◆ Task directions
Your answer is the lines below, exactly, from the one that contains "pub fn with_store(mut" through the one that contains "pub fn with_metrics(mut", both included.

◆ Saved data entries
______

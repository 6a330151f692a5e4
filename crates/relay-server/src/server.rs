//! `RelayServer`: Axum HTTP + WebSocket server.

use std::net::SocketAddr;
use std::sync::Arc;
use std::time::Instant;

use axum::Router;
use axum::extract::ws::WebSocketUpgrade;
use axum::extract::{Query, State};
use axum::http::StatusCode;
use axum::response::{IntoResponse, Json, Response};
use axum::routing::get;
use metrics_exporter_prometheus::PrometheusHandle;
use relay_core::{SessionId, UserId};
use serde::Deserialize;
use tokio::task::JoinHandle;
use tower_http::cors::CorsLayer;
use tower_http::trace::TraceLayer;
use tracing::{debug, info, warn};

use crate::config::ServerConfig;
use crate::executor::QueryExecutor;
use crate::generation::TextGenerator;
use crate::health::{self, HealthResponse};
use crate::history::SessionStore;
use crate::registry::{self, SessionRegistry};
use crate::shutdown::ShutdownCoordinator;
use crate::websocket::session::{EndpointContext, run_ws_session};

/// Shared state accessible from Axum handlers.
#[derive(Clone)]
pub struct AppState {
    /// Context handed to every connection task.
    pub endpoint: EndpointContext,
    /// Shutdown coordinator.
    pub shutdown: Arc<ShutdownCoordinator>,
    /// When the server started.
    pub start_time: Instant,
    /// Max inbound WebSocket message size.
    pub max_message_size: usize,
    /// Prometheus render handle, when a recorder is installed.
    pub metrics: Option<PrometheusHandle>,
}

/// The relay server.
pub struct RelayServer {
    config: ServerConfig,
    registry: Arc<SessionRegistry>,
    generator: Arc<dyn TextGenerator>,
    executor: Arc<QueryExecutor>,
    shutdown: Arc<ShutdownCoordinator>,
    metrics: Option<PrometheusHandle>,
    start_time: Instant,
}

impl RelayServer {
    /// Create a server that streams answers from `generator`.
    pub fn new(config: ServerConfig, generator: Arc<dyn TextGenerator>) -> Self {
        let registry = Arc::new(SessionRegistry::new(config.buffer_capacity));
        let executor = Arc::new(QueryExecutor::new(Arc::clone(&registry), Arc::clone(&generator)));
        Self {
            config,
            registry,
            generator,
            executor,
            shutdown: Arc::new(ShutdownCoordinator::new()),
            metrics: None,
            start_time: Instant::now(),
        }
    }

    /// Record query history in `store` and use it for `include_context`.
    #[must_use]
    pub fn with_store(mut self, store: Arc<dyn SessionStore>) -> Self {
        self.executor = Arc::new(
            QueryExecutor::new(Arc::clone(&self.registry), Arc::clone(&self.generator)).with_store(store),
        );
        self
    }

    /// Serve `/metrics` from an installed Prometheus recorder.
    #[must_use]
    pub fn with_metrics(mut self, handle: PrometheusHandle) -> Self {
        self.metrics = Some(handle);
        self
    }

    /// Build the Axum router with all routes.
    pub fn router(&self) -> Router {
        let state = AppState {
            endpoint: EndpointContext {
                registry: Arc::clone(&self.registry),
                executor: Arc::clone(&self.executor),
                keepalive_interval: self.config.keepalive_interval,
                shutdown: self.shutdown.token(),
            },
            shutdown: Arc::clone(&self.shutdown),
            start_time: self.start_time,
            max_message_size: self.config.max_message_size,
            metrics: self.metrics.clone(),
        };

        Router::new()
            .route("/ws", get(ws_handler))
            .route("/health", get(health_handler))
            .route("/metrics", get(metrics_handler))
            .layer(TraceLayer::new_for_http())
            .layer(CorsLayer::permissive())
            .with_state(state)
    }

    /// Bind and start serving in the background.
    ///
    /// Returns the bound address (useful with port `0`) and the server task,
    /// which finishes once shutdown fires and in-flight requests drain. The
    /// idle session sweeper is started when an idle timeout is configured.
    pub async fn listen(&self) -> std::io::Result<(SocketAddr, JoinHandle<()>)> {
        let listener = tokio::net::TcpListener::bind(self.config.bind_addr()).await?;
        let addr = listener.local_addr()?;
        info!(%addr, "relay server listening");

        if let Some(max_idle) = self.config.session_idle_timeout {
            let _sweeper = registry::start_cleanup_task(
                Arc::clone(&self.registry),
                self.config.cleanup_interval,
                max_idle,
                self.shutdown.token(),
            );
        }

        let router = self.router();
        let token = self.shutdown.token();
        let handle = tokio::spawn(async move {
            if let Err(e) = axum::serve(listener, router)
                .with_graceful_shutdown(token.cancelled_owned())
                .await
            {
                warn!(error = %e, "server stopped with error");
            }
            info!("relay server stopped");
        });
        Ok((addr, handle))
    }

    /// Session registry.
    pub fn registry(&self) -> &Arc<SessionRegistry> {
        &self.registry
    }

    /// Query executor.
    pub fn executor(&self) -> &Arc<QueryExecutor> {
        &self.executor
    }

    /// Shutdown coordinator.
    pub fn shutdown(&self) -> &Arc<ShutdownCoordinator> {
        &self.shutdown
    }

    /// Server configuration.
    pub fn config(&self) -> &ServerConfig {
        &self.config
    }
}

/// Query string accepted on `/ws`.
#[derive(Debug, Default, Deserialize)]
struct ConnectParams {
    session_id: Option<String>,
    user_id: Option<String>,
}

impl ConnectParams {
    fn session_id(&self) -> SessionId {
        self.session_id
            .as_deref()
            .map(str::trim)
            .filter(|s| !s.is_empty())
            .map_or_else(SessionId::new, SessionId::from_raw)
    }

    fn user_id(&self) -> Option<UserId> {
        self.user_id
            .as_deref()
            .map(str::trim)
            .filter(|s| !s.is_empty())
            .map(UserId::from_raw)
    }
}

/// GET /ws: upgrade and bind the connection to a session.
///
/// A missing or empty `session_id` gets a freshly generated one.
async fn ws_handler(
    ws: WebSocketUpgrade,
    Query(params): Query<ConnectParams>,
    State(state): State<AppState>,
) -> Response {
    if state.shutdown.is_shutting_down() {
        return StatusCode::SERVICE_UNAVAILABLE.into_response();
    }
    let session_id = params.session_id();
    let user_id = params.user_id();
    debug!(%session_id, "accepting websocket upgrade");

    let endpoint = state.endpoint;
    ws.max_message_size(state.max_message_size)
        .on_upgrade(move |socket| run_ws_session(socket, session_id, user_id, endpoint))
}

/// GET /health
async fn health_handler(State(state): State<AppState>) -> Json<HealthResponse> {
    let stats = state.endpoint.registry.statistics();
    Json(health::health_check(state.start_time, &stats))
}

/// GET /metrics
async fn metrics_handler(State(state): State<AppState>) -> Result<String, StatusCode> {
    state
        .metrics
        .as_ref()
        .map(crate::metrics::render)
        .ok_or(StatusCode::NOT_FOUND)
}
//! Ordered event fan-out with revocable listeners.
//!
//! A hub delivers each published event to the listeners attached at that
//! moment, in publish order. Late listeners see only later events.

use std::sync::{Arc, Weak};

use parking_lot::Mutex;
use tokio::sync::mpsc;

type Callback<T> = Arc<dyn Fn(&T) + Send + Sync>;

enum Listener<T> {
    Callback(Callback<T>),
    Channel(mpsc::UnboundedSender<T>),
}

impl<T> Clone for Listener<T> {
    fn clone(&self) -> Self {
        match self {
            Self::Callback(f) => Self::Callback(Arc::clone(f)),
            Self::Channel(tx) => Self::Channel(tx.clone()),
        }
    }
}

struct Listeners<T> {
    next_id: u64,
    entries: Vec<(u64, Listener<T>)>,
}

impl<T> Listeners<T> {
    fn insert(&mut self, listener: Listener<T>) -> u64 {
        self.next_id += 1;
        self.entries.push((self.next_id, listener));
        self.next_id
    }

    fn remove(&mut self, id: u64) {
        self.entries.retain(|(entry, _)| *entry != id);
    }
}

/// Fan-out point for one event type.
pub struct EventHub<T> {
    listeners: Arc<Mutex<Listeners<T>>>,
}

impl<T> Default for EventHub<T> {
    fn default() -> Self {
        Self {
            listeners: Arc::new(Mutex::new(Listeners {
                next_id: 0,
                entries: Vec::new(),
            })),
        }
    }
}

impl<T: Clone + Send + 'static> EventHub<T> {
    /// Empty hub.
    pub fn new() -> Self {
        Self::default()
    }

    /// Attach a callback. It stays attached until the handle is revoked.
    pub fn on(&self, handler: impl Fn(&T) + Send + Sync + 'static) -> HandlerHandle {
        let id = self.listeners.lock().insert(Listener::Callback(Arc::new(handler)));
        HandlerHandle::new(Arc::downgrade(&self.listeners), id)
    }

    /// Attach a channel. Dropping the subscription detaches it.
    pub fn subscribe(&self) -> Subscription<T> {
        let (tx, rx) = mpsc::unbounded_channel();
        let _ = self.listeners.lock().insert(Listener::Channel(tx));
        Subscription { rx }
    }

    /// Deliver `event` to every current listener. Returns how many got it.
    pub fn publish(&self, event: &T) -> usize {
        // Deliver outside the lock so callbacks may attach or revoke.
        let snapshot = self.listeners.lock().entries.clone();
        let mut delivered = 0;
        let mut closed = Vec::new();
        for (id, listener) in snapshot {
            match listener {
                Listener::Callback(f) => {
                    f(event);
                    delivered += 1;
                }
                Listener::Channel(tx) => {
                    if tx.send(event.clone()).is_ok() {
                        delivered += 1;
                    } else {
                        closed.push(id);
                    }
                }
            }
        }
        if !closed.is_empty() {
            let mut listeners = self.listeners.lock();
            for id in closed {
                listeners.remove(id);
            }
        }
        delivered
    }

    /// Listeners currently attached, including closed channels not yet pruned.
    pub fn listener_count(&self) -> usize {
        self.listeners.lock().entries.len()
    }
}

/// Revocation handle for a callback attached with [`EventHub::on`].
pub struct HandlerHandle {
    revoke: Mutex<Option<Box<dyn FnOnce() + Send>>>,
}

impl HandlerHandle {
    fn new<T: Send + 'static>(listeners: Weak<Mutex<Listeners<T>>>, id: u64) -> Self {
        let revoke = move || {
            if let Some(listeners) = listeners.upgrade() {
                listeners.lock().remove(id);
            }
        };
        Self {
            revoke: Mutex::new(Some(Box::new(revoke))),
        }
    }

    /// Detach the callback. Later calls do nothing.
    pub fn revoke(&self) {
        let revoke = self.revoke.lock().take();
        if let Some(revoke) = revoke {
            revoke();
        }
    }

    /// Whether [`revoke`](Self::revoke) has run.
    pub fn is_revoked(&self) -> bool {
        self.revoke.lock().is_none()
    }
}

/// Ordered stream of events from an [`EventHub`].
pub struct Subscription<T> {
    rx: mpsc::UnboundedReceiver<T>,
}

impl<T> Subscription<T> {
    /// Next event, or `None` once the hub is gone.
    pub async fn recv(&mut self) -> Option<T> {
        self.rx.recv().await
    }

    /// Next event if one is already queued.
    pub fn try_recv(&mut self) -> Option<T> {
        self.rx.try_recv().ok()
    }
}

#[cfg(test)]
mod tests {
    use super::*;
    use std::sync::atomic::{AtomicUsize, Ordering};

    #[test]
    fn callbacks_receive_in_order() {
        let hub = EventHub::<u32>::new();
        let seen = Arc::new(Mutex::new(Vec::new()));
        let sink = Arc::clone(&seen);
        let _handle = hub.on(move |n| sink.lock().push(*n));
        for n in 1..=3 {
            assert_eq!(hub.publish(&n), 1);
        }
        assert_eq!(*seen.lock(), vec![1, 2, 3]);
    }

    #[test]
    fn revoked_handler_gets_nothing_more() {
        let hub = EventHub::<u32>::new();
        let count = Arc::new(AtomicUsize::new(0));
        let c = Arc::clone(&count);
        let handle = hub.on(move |_| {
            let _ = c.fetch_add(1, Ordering::SeqCst);
        });
        let _ = hub.publish(&1);
        handle.revoke();
        handle.revoke();
        assert!(handle.is_revoked());
        let _ = hub.publish(&2);
        assert_eq!(count.load(Ordering::SeqCst), 1);
        assert_eq!(hub.listener_count(), 0);
    }

    #[test]
    fn late_subscriber_sees_only_later_events() {
        let hub = EventHub::<&'static str>::new();
        let _ = hub.publish(&"early");
        let mut sub = hub.subscribe();
        let _ = hub.publish(&"late");
        assert_eq!(sub.try_recv(), Some("late"));
        assert_eq!(sub.try_recv(), None);
    }

    #[test]
    fn dropped_subscription_is_pruned() {
        let hub = EventHub::<u8>::new();
        let sub = hub.subscribe();
        assert_eq!(hub.listener_count(), 1);
        drop(sub);
        assert_eq!(hub.publish(&1), 0);
        assert_eq!(hub.listener_count(), 0);
    }

    #[test]
    fn handler_may_revoke_itself_during_delivery() {
        let hub = EventHub::<u8>::new();
        let slot: Arc<Mutex<Option<HandlerHandle>>> = Arc::new(Mutex::new(None));
        let inner = Arc::clone(&slot);
        let handle = hub.on(move |_| {
            if let Some(h) = inner.lock().as_ref() {
                h.revoke();
            }
        });
        *slot.lock() = Some(handle);
        assert_eq!(hub.publish(&1), 1);
        assert_eq!(hub.publish(&2), 0);
    }

    #[test]
    fn revoke_after_hub_dropped_is_harmless() {
        let hub = EventHub::<u8>::new();
        let handle = hub.on(|_| {});
        drop(hub);
        handle.revoke();
        assert!(handle.is_revoked());
    }

    #[tokio::test]
    async fn subscription_recv_awaits_next_event() {
        let hub = Arc::new(EventHub::<u32>::new());
        let mut sub = hub.subscribe();
        let publisher = Arc::clone(&hub);
        let _ = tokio::spawn(async move {
            let _ = publisher.publish(&7);
        });
        assert_eq!(sub.recv().await, Some(7));
    }
}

______

◆ Exercise output
    pub fn with_store(mut self, store: Arc<dyn SessionStore>) -> Self {
        self.executor = Arc::new(
            QueryExecutor::new(Arc::clone(&self.registry), Arc::clone(&self.generator)).with_store(store),
        );
        self
    }

    /// Serve `/metrics` from an installed Prometheus recorder.
    #[must_use]
    pub fn with_metrics(mut self, handle: PrometheusHandle) -> Self {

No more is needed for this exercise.